◆ WORK REQUIRED ◆
Reproduce, without any change, the span of lines from the opening of the records below to the line containing "own sample list.", inclusive.
*** SUPPLIED RECORDS ***
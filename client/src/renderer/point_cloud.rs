//! Point cloud construction.
//!
//! A [`PointCloud`] is immutable once built: its sample list, rendered
//! positions, colors and strategy-specific geometry are produced together by a
//! [`CloudStrategy`] and replaced together by building a new cloud. Picking
//! resolves hit indices through the cloud's own sample list.

use glam::{DVec3, Mat4, Vec3};
use mitospace_shared::Sample;
use std::sync::atomic::{AtomicU64, Ordering};
use std::sync::Arc;

use super::picking::{nearest, Hit, Ray};
use crate::config::ViewerConfig;
use crate::state::{display_color, rgb_to_vec3, ColoringMode, RenderingMode, VisualizerOptions};
use crate::store::SampleList;

static NEXT_CLOUD_ID: AtomicU64 = AtomicU64::new(1);

#[derive(Debug, Clone, Copy, PartialEq, Eq)]
pub enum StrategyKind {
    PointSprites,
    InstancedSpheres,
}

impl StrategyKind {
    pub fn strategy(self) -> &'static dyn CloudStrategy {
        match self {
            StrategyKind::PointSprites => &PointSprites,
            StrategyKind::InstancedSpheres => &InstancedSpheres,
        }
    }

    pub fn label(self) -> &'static str {
        match self {
            StrategyKind::PointSprites => "points",
            StrategyKind::InstancedSpheres => "instanced",
        }
    }
}

/// Inputs shared by every strategy
#[derive(Debug, Clone, Copy)]
pub struct BuildParams {
    pub point_size: f32,
    pub instance_radius_scale: f32,
    pub pick_threshold: f32,
}

/// Centered, scaled positions and display colors of a sample list
#[derive(Debug, Clone)]
pub struct Layout {
    pub centroid: Vec3,
    pub positions: Vec<Vec3>,
    pub colors: Vec<Vec3>,
}

impl Layout {
    /// `None` for an empty list
    pub fn compute(samples: &[Arc<Sample>], scale_factor: f32, mode: ColoringMode) -> Option<Self> {
        let centroid = centroid(samples)?;
        let positions = samples
            .iter()
            .map(|s| (Vec3::from_array(s.position()) - centroid) * scale_factor)
            .collect();
        let colors = samples
            .iter()
            .map(|s| rgb_to_vec3(display_color(s, mode)))
            .collect();
        Some(Self {
            centroid,
            positions,
            colors,
        })
    }
}

/// Mean position, accumulated in f64
pub fn centroid(samples: &[Arc<Sample>]) -> Option<Vec3> {
    if samples.is_empty() {
        return None;
    }
    let sum = samples
        .iter()
        .fold(DVec3::ZERO, |acc, s| acc + Vec3::from_array(s.position()).as_dvec3());
    Some((sum / samples.len() as f64).as_vec3())
}

/// Strategy-specific per-point data
#[derive(Debug, Clone)]
pub enum CloudGeometry {
    Sprites {
        sizes: Vec<f32>,
        pick_threshold: f32,
    },
    Instances {
        transforms: Vec<Mat4>,
        radius: f32,
    },
}

/// How a cloud is turned into renderable geometry and how it is hit-tested
pub trait CloudStrategy: Sync {
    fn kind(&self) -> StrategyKind;

    fn geometry(&self, layout: &Layout, params: &BuildParams) -> CloudGeometry;

    fn intersect(&self, cloud: &PointCloud, ray: &Ray) -> Option<Hit>;

    fn build(&self, samples: &SampleList, layout: Layout, params: &BuildParams) -> PointCloud {
        let geometry = self.geometry(&layout, params);
        PointCloud {
            id: NEXT_CLOUD_ID.fetch_add(1, Ordering::Relaxed),
            kind: self.kind(),
            samples: Arc::clone(samples),
            centroid: layout.centroid,
            positions: layout.positions,
            colors: layout.colors,
            geometry,
        }
    }
}

/// One textured, size-attenuated sprite per sample
pub struct PointSprites;

impl CloudStrategy for PointSprites {
    fn kind(&self) -> StrategyKind {
        StrategyKind::PointSprites
    }

    fn geometry(&self, layout: &Layout, params: &BuildParams) -> CloudGeometry {
        CloudGeometry::Sprites {
            sizes: vec![params.point_size; layout.positions.len()],
            pick_threshold: params.pick_threshold,
        }
    }

    fn intersect(&self, cloud: &PointCloud, ray: &Ray) -> Option<Hit> {
        let CloudGeometry::Sprites { pick_threshold, .. } = cloud.geometry() else {
            return None;
        };
        let threshold_sq = pick_threshold * pick_threshold;
        cloud
            .positions()
            .iter()
            .enumerate()
            .fold(None, |best, (index, &point)| {
                let (distance, perpendicular_sq) = ray.closest_approach(point);
                if distance < 0.0 || perpendicular_sq > threshold_sq {
                    return best;
                }
                nearest(
                    best,
                    Hit {
                        index,
                        distance,
                        point,
                    },
                )
            })
    }
}

/// One lit sphere instance per sample, sharing a single mesh
pub struct InstancedSpheres;

impl CloudStrategy for InstancedSpheres {
    fn kind(&self) -> StrategyKind {
        StrategyKind::InstancedSpheres
    }

    fn geometry(&self, layout: &Layout, params: &BuildParams) -> CloudGeometry {
        let radius = params.point_size * params.instance_radius_scale;
        let transforms = layout
            .positions
            .iter()
            .map(|&p| Mat4::from_translation(p) * Mat4::from_scale(Vec3::splat(radius)))
            .collect();
        CloudGeometry::Instances { transforms, radius }
    }

    fn intersect(&self, cloud: &PointCloud, ray: &Ray) -> Option<Hit> {
        let CloudGeometry::Instances { radius, .. } = cloud.geometry() else {
            return None;
        };
        cloud
            .positions()
            .iter()
            .enumerate()
            .fold(None, |best, (index, &point)| match ray.intersect_sphere(point, *radius) {
                Some(distance) => nearest(
                    best,
                    Hit {
                        index,
                        distance,
                        point,
                    },
                ),
                None => best,
            })
    }
}

/// A built, renderable cloud
#[derive(Debug)]
pub struct PointCloud {
    id: u64,
    kind: StrategyKind,
    samples: SampleList,
    centroid: Vec3,
    positions: Vec<Vec3>,
    colors: Vec<Vec3>,
    geometry: CloudGeometry,
}

impl PointCloud {
    /// Unique for the lifetime of the process
    pub fn id(&self) -> u64 {
        self.id
    }

    pub fn kind(&self) -> StrategyKind {
        self.kind
    }

    pub fn samples(&self) -> &SampleList {
        &self.samples
    }

    pub fn len(&self) -> usize {
        self.samples.len()
    }

    pub fn is_empty(&self) -> bool {
        self.samples.is_empty()
    }

    pub fn centroid(&self) -> Vec3 {
        self.centroid
    }

    pub fn positions(&self) -> &[Vec3] {
        &self.positions
    }

    pub fn colors(&self) -> &[Vec3] {
        &self.colors
    }

    pub fn geometry(&self) -> &CloudGeometry {
        &self.geometry
    }

    /// Sample drawn at `index`
    pub fn resolve(&self, index: usize) -> Option<&Arc<Sample>> {
        self.samples.get(index)
    }

    /// Index of `sample` in this cloud, by identity
    pub fn index_of(&self, sample: &Arc<Sample>) -> Option<usize> {
        self.samples.iter().position(|s| Arc::ptr_eq(s, sample))
    }

    pub fn intersect(&self, ray: &Ray) -> Option<Hit> {
        self.kind.strategy().intersect(self, ray)
    }
}

/// Turns sample lists into point clouds
#[derive(Debug, Clone)]
pub struct PointCloudBuilder {
    scale_factor: f32,
    instancing_threshold: usize,
    instance_radius_scale: f32,
    pick_threshold: f32,
    /// World-space sprite radius per unit of point size
    sprite_radius_scale: f32,
}

impl PointCloudBuilder {
    pub fn new(config: &ViewerConfig) -> Self {
        Self {
            scale_factor: config.scale_factor,
            instancing_threshold: config.instancing_threshold,
            instance_radius_scale: config.instance_radius_scale,
            pick_threshold: config.point_pick_threshold,
            sprite_radius_scale: (config.fov_degrees.to_radians() * 0.5).tan() * 0.5,
        }
    }

    /// Sprites are drawn `point_size * tan(fov / 2)` world units across, so
    /// large sprites widen the pick radius past the configured minimum
    pub fn sprite_pick_threshold(&self, point_size: f32) -> f32 {
        self.pick_threshold.max(point_size * self.sprite_radius_scale)
    }

    pub fn choose(&self, count: usize, mode: RenderingMode) -> StrategyKind {
        match mode {
            RenderingMode::Points => StrategyKind::PointSprites,
            RenderingMode::Instanced => StrategyKind::InstancedSpheres,
            RenderingMode::Auto if count > self.instancing_threshold => StrategyKind::InstancedSpheres,
            RenderingMode::Auto => StrategyKind::PointSprites,
        }
    }

    /// `None` when there is nothing to draw
    pub fn build(&self, samples: &SampleList, options: &VisualizerOptions) -> Option<PointCloud> {
        let layout = Layout::compute(samples, self.scale_factor, options.coloring_mode)?;
        let params = BuildParams {
            point_size: options.point_size,
            instance_radius_scale: self.instance_radius_scale,
            pick_threshold: self.sprite_pick_threshold(options.point_size),
        };
        let kind = self.choose(samples.len(), options.rendering_mode);
        let cloud = kind.strategy().build(samples, layout, &params);
        log::debug!(
            "Built {} cloud {} with {} samples",
            kind.label(),
            cloud.id(),
            cloud.len()
        );
        Some(cloud)
    }
}

#[cfg(test)]
mod tests {
    use super::*;
    use mitospace_shared::Rgb;

    fn list(points: &[(f32, f32, f32)]) -> SampleList {
        points
            .iter()
            .enumerate()
            .map(|(i, &(x, y, z))| Arc::new(Sample::at(&i.to_string(), x, y, z)))
            .collect()
    }

    fn builder() -> PointCloudBuilder {
        PointCloudBuilder::new(&ViewerConfig::default())
    }

    #[test]
    fn empty_list_builds_nothing() {
        assert!(builder().build(&list(&[]), &VisualizerOptions::default()).is_none());
    }

    #[test]
    fn positions_are_centered_and_scaled() {
        let samples = list(&[(1.0, 2.0, 3.0), (3.0, 2.0, 1.0), (5.0, -1.0, 2.0)]);
        let cloud = builder().build(&samples, &VisualizerOptions::default()).unwrap();

        let mean = cloud.positions().iter().copied().sum::<Vec3>() / cloud.len() as f32;
        assert!(mean.length() < 1e-5);
        assert!((cloud.centroid() - Vec3::new(3.0, 1.0, 2.0)).length() < 1e-5);
        assert!((cloud.positions()[0] - Vec3::new(-8.0, 4.0, 4.0)).length() < 1e-5);
    }

    #[test]
    fn strategy_follows_threshold_and_override() {
        let builder = builder();
        assert_eq!(builder.choose(1000, RenderingMode::Auto), StrategyKind::PointSprites);
        assert_eq!(builder.choose(1001, RenderingMode::Auto), StrategyKind::InstancedSpheres);
        assert_eq!(builder.choose(5, RenderingMode::Instanced), StrategyKind::InstancedSpheres);
        assert_eq!(builder.choose(5000, RenderingMode::Points), StrategyKind::PointSprites);
    }

    #[test]
    fn colors_are_clamped_and_follow_the_mode() {
        let mut sample = Sample::at("a", 0.0, 0.0, 0.0);
        sample.color = Rgb::new(2.0, 0.5, f32::NAN);
        sample.color_phenotypic = Rgb::new(0.1, 0.2, 0.3);
        let samples: SampleList = vec![Arc::new(sample)].into();

        let mut options = VisualizerOptions::default();
        let cloud = builder().build(&samples, &options).unwrap();
        assert_eq!(cloud.colors()[0], Vec3::new(1.0, 0.5, 0.0));

        options.coloring_mode = ColoringMode::Phenotype;
        let cloud = builder().build(&samples, &options).unwrap();
        assert_eq!(cloud.colors()[0], Vec3::new(0.1, 0.2, 0.3));
    }

    #[test]
    fn instanced_geometry_scales_with_point_size() {
        let samples = list(&[(0.0, 0.0, 0.0), (1.0, 0.0, 0.0)]);
        let options = VisualizerOptions {
            rendering_mode: RenderingMode::Instanced,
            point_size: 2.0,
            ..Default::default()
        };
        let cloud = builder().build(&samples, &options).unwrap();
        let CloudGeometry::Instances { transforms, radius } = cloud.geometry() else {
            panic!("expected instanced geometry");
        };
        assert!((radius - 0.4).abs() < 1e-6);
        assert_eq!(transforms.len(), 2);
        let origin = transforms[1].transform_point3(Vec3::ZERO);
        assert!((origin - cloud.positions()[1]).length() < 1e-5);
    }

    #[test]
    fn sprite_pick_radius_grows_with_point_size() {
        let builder = builder();
        assert_eq!(builder.sprite_pick_threshold(1.5), 1.0);
        let radius = 20.0 * (25.0f32.to_radians()).tan() * 0.5;
        assert!((builder.sprite_pick_threshold(20.0) - radius).abs() < 1e-5);

        let samples = list(&[(0.0, 0.0, 0.0)]);
        let options = VisualizerOptions {
            rendering_mode: RenderingMode::Points,
            point_size: 20.0,
            ..Default::default()
        };
        let cloud = builder.build(&samples, &options).unwrap();
        // Inside the drawn sprite but outside the minimum radius
        let ray = Ray::new(Vec3::new(3.5, 0.0, 50.0), Vec3::NEG_Z);
        assert_eq!(cloud.intersect(&ray).map(|hit| hit.index), Some(0));
        let ray = Ray::new(Vec3::new(5.0, 0.0, 50.0), Vec3::NEG_Z);
        assert!(cloud.intersect(&ray).is_none());
    }

    #[test]
    fn every_build_gets_a_fresh_id() {
        let samples = list(&[(0.0, 0.0, 0.0)]);
        let a = builder().build(&samples, &VisualizerOptions::default()).unwrap();
        let b = builder().build(&samples, &VisualizerOptions::default()).unwrap();
        assert_ne!(a.id(), b.id());
        assert!(Arc::ptr_eq(a.samples(), &samples));
        assert_eq!(a.index_of(&samples[0]), Some(0));
        assert!(a.resolve(1).is_none());
    }

    #[test]
    fn sprite_hit_prefers_the_point_nearest_the_camera() {
        let samples = list(&[(0.0, 0.0, 0.0), (0.0, 0.0, 2.0)]);
        let options = VisualizerOptions {
            rendering_mode: RenderingMode::Points,
            ..Default::default()
        };
        let cloud = builder().build(&samples, &options).unwrap();
        let ray = Ray::new(Vec3::new(0.2, 0.0, 50.0), Vec3::NEG_Z);
        let hit = cloud.intersect(&ray).unwrap();
        assert_eq!(hit.index, 1);

        let wide = Ray::new(Vec3::new(3.0, 0.0, 50.0), Vec3::NEG_Z);
        assert!(cloud.intersect(&wide).is_none());
    }
}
*** End of SUPPLIED RECORDS ***
◆ EXERCISE ANSWER ◆
filename client/src/renderer/point_cloud.rs
//! Point cloud construction.
//!
//! A [`PointCloud`] is immutable once built: its sample list, rendered
//! positions, colors and strategy-specific geometry are produced together by a
//! [`CloudStrategy`] and replaced together by building a new cloud. Picking
//! resolves hit indices through the cloud's own sample list.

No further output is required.